In the second frame, the odd-numbered block data lines (S1 + S2 + S3 + S4, S9 + S10 + S11 + S12, ...) are applied with a negative polarity data voltage when driving the odd-numbered gate lines. The data voltage of positive polarity is applied to the first block data line S5 + S6 + S7 + S8, .... When driving the even gate line, the odd block data lines S1 + S2, S5 + S6, ... are applied with the positive polarity data voltage and the even block data lines S3 + S4, S7 + S8. , 0 ...) are supplied with a negative data voltage.

In addition, even when the liquid crystal display device is driven by the dot inversion driving method described above with k pixels (three to half of the entire data lines) adjacent in the horizontal direction, the window background of the note book PC is dots. Even in the form of a pattern, the flicker phenomenon can be suppressed.

As described above, the driving method of the liquid crystal display device of the present invention has the following effects.

That is, even when the window background of the note book PC is in the form of a dot pattern, a plurality of adjacent pixels such as 1 × 2 or 1 × 4 are used as one block, and the data voltages having different polarities are different from the blocks in the vertical direction of each block. Since it is applied, the flicker phenomenon can be prevented by avoiding the phenomenon which matches each other.

Claims (4)

A method of driving a liquid crystal display device comprising applying a data voltage such that polarities of data voltages between adjacent blocks are reversed in all directions in up, down, left, and right directions with a plurality of pixels adjacent in the horizontal direction as one block.

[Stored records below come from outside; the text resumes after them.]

use std::{io::ErrorKind, path::PathBuf, sync::Arc};

use async_trait::async_trait;
use tokio::{fs, io::AsyncWriteExt};
use tracing::{debug, warn};

use super::StorageBackend;
use crate::collection::{validate_collection_name, Document};
use crate::errors::ServiceError;

const EXTENSION: &str = "json";

/// JSON file-backed collection storage.
///
/// Each collection lives in `{root}/{name}.json` as a JSON array of documents.
/// Writes land in a `.json.tmp` sibling first and are renamed into place, so a
/// reader never observes a half-written file.
#[derive(Clone, Debug)]
pub struct JsonFileBackend {
    root: PathBuf,
}

impl JsonFileBackend {
    /// Initialize the backend over a directory. Creates the directory if missing.
    pub async fn new<P: Into<PathBuf>>(root: P) -> Result<Arc<Self>, ServiceError> {
        let root = root.into();
        fs::create_dir_all(&root)
            .await
            .map_err(|e| ServiceError::storage(format!("create {}", root.display()), e))?;
        Ok(Arc::new(Self { root }))
    }

    fn file_path(&self, collection: &str) -> PathBuf {
        self.root.join(format!("{collection}.{EXTENSION}"))
    }

    fn tmp_path(&self, collection: &str) -> PathBuf {
        self.root.join(format!("{collection}.{EXTENSION}.tmp"))
    }
}

#[async_trait]
impl StorageBackend for JsonFileBackend {
    async fn exists(&self, collection: &str) -> Result<bool, ServiceError> {
        match fs::metadata(self.file_path(collection)).await {
            Ok(meta) => Ok(meta.is_file()),
            Err(e) if e.kind() == ErrorKind::NotFound => Ok(false),
            Err(e) => Err(ServiceError::storage(format!("stat collection '{collection}'"), e)),
        }
    }

    async fn create(&self, collection: &str) -> Result<bool, ServiceError> {
        let path = self.file_path(collection);
        let mut file = match fs::OpenOptions::new().write(true).create_new(true).open(&path).await {
            Ok(file) => file,
            Err(e) if e.kind() == ErrorKind::AlreadyExists => return Ok(false),
            Err(e) => return Err(ServiceError::storage(format!("create collection '{collection}'"), e)),
        };
        file.write_all(b"[]")
            .await
            .map_err(|e| ServiceError::storage(format!("initialize collection '{collection}'"), e))?;
        file.flush()
            .await
            .map_err(|e| ServiceError::storage(format!("initialize collection '{collection}'"), e))?;
        debug!(collection, path = %path.display(), "collection file created");
        Ok(true)
    }

    async fn read(&self, collection: &str) -> Result<Option<Vec<Document>>, ServiceError> {
        let bytes = match fs::read(self.file_path(collection)).await {
            Ok(bytes) => bytes,
            Err(e) if e.kind() == ErrorKind::NotFound => return Ok(None),
            Err(e) => return Err(ServiceError::storage(format!("read collection '{collection}'"), e)),
        };
        // an empty file counts as an empty collection
        if bytes.iter().all(u8::is_ascii_whitespace) {
            return Ok(Some(Vec::new()));
        }
        serde_json::from_slice(&bytes)
            .map(Some)
            .map_err(|e| ServiceError::storage(format!("decode collection '{collection}'"), e))
    }

    async fn write(&self, collection: &str, documents: &[Document]) -> Result<(), ServiceError> {
        let data = serde_json::to_vec_pretty(documents)
            .map_err(|e| ServiceError::storage(format!("encode collection '{collection}'"), e))?;
        let tmp = self.tmp_path(collection);
        fs::write(&tmp, data)
            .await
            .map_err(|e| ServiceError::storage(format!("write collection '{collection}'"), e))?;
        fs::rename(&tmp, self.file_path(collection))
            .await
            .map_err(|e| ServiceError::storage(format!("replace collection '{collection}'"), e))?;
        Ok(())
    }

    async fn remove(&self, collection: &str) -> Result<bool, ServiceError> {
        match fs::remove_file(self.file_path(collection)).await {
            Ok(()) => Ok(true),
            Err(e) if e.kind() == ErrorKind::NotFound => Ok(false),
            Err(e) => Err(ServiceError::storage(format!("remove collection '{collection}'"), e)),
        }
    }

    async fn list(&self) -> Result<Vec<String>, ServiceError> {
        let mut entries = fs::read_dir(&self.root)
            .await
            .map_err(|e| ServiceError::storage(format!("list {}", self.root.display()), e))?;
        let mut names = Vec::new();
        while let Some(entry) = entries
            .next_entry()
            .await
            .map_err(|e| ServiceError::storage(format!("list {}", self.root.display()), e))?
        {
            let path = entry.path();
            if path.extension().and_then(|ext| ext.to_str()) != Some(EXTENSION) {
                continue;
            }
            match entry.file_type().await {
                Ok(ft) if ft.is_file() => {}
                _ => continue,
            }
            let Some(stem) = path.file_stem().and_then(|stem| stem.to_str()) else {
                warn!(path = %path.display(), "skipping collection file with non-utf8 name");
                continue;
            };
            // 只列出可以通过 API 访问的集合名
            if let Err(e) = validate_collection_name(stem) {
                warn!(path = %path.display(), error = %e, "skipping collection file with unusable name");
                continue;
            }
            names.push(stem.to_string());
        }
        names.sort();
        Ok(names)
    }
}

The method of claim 1, A method of driving a liquid crystal display device comprising two pixels adjacent in a horizontal direction as one block. The method of claim 1, A method of driving a liquid crystal display device comprising four pixels adjacent in a horizontal direction as one block. Applying a data voltage such that polarities of data voltages between adjacent blocks are reversed in all directions in up, down, left, and right directions with a plurality of pixels adjacent in the horizontal direction as one block in the first frame; And applying a polarity in which the polarity of each block is opposite to that of the first frame in the second frame.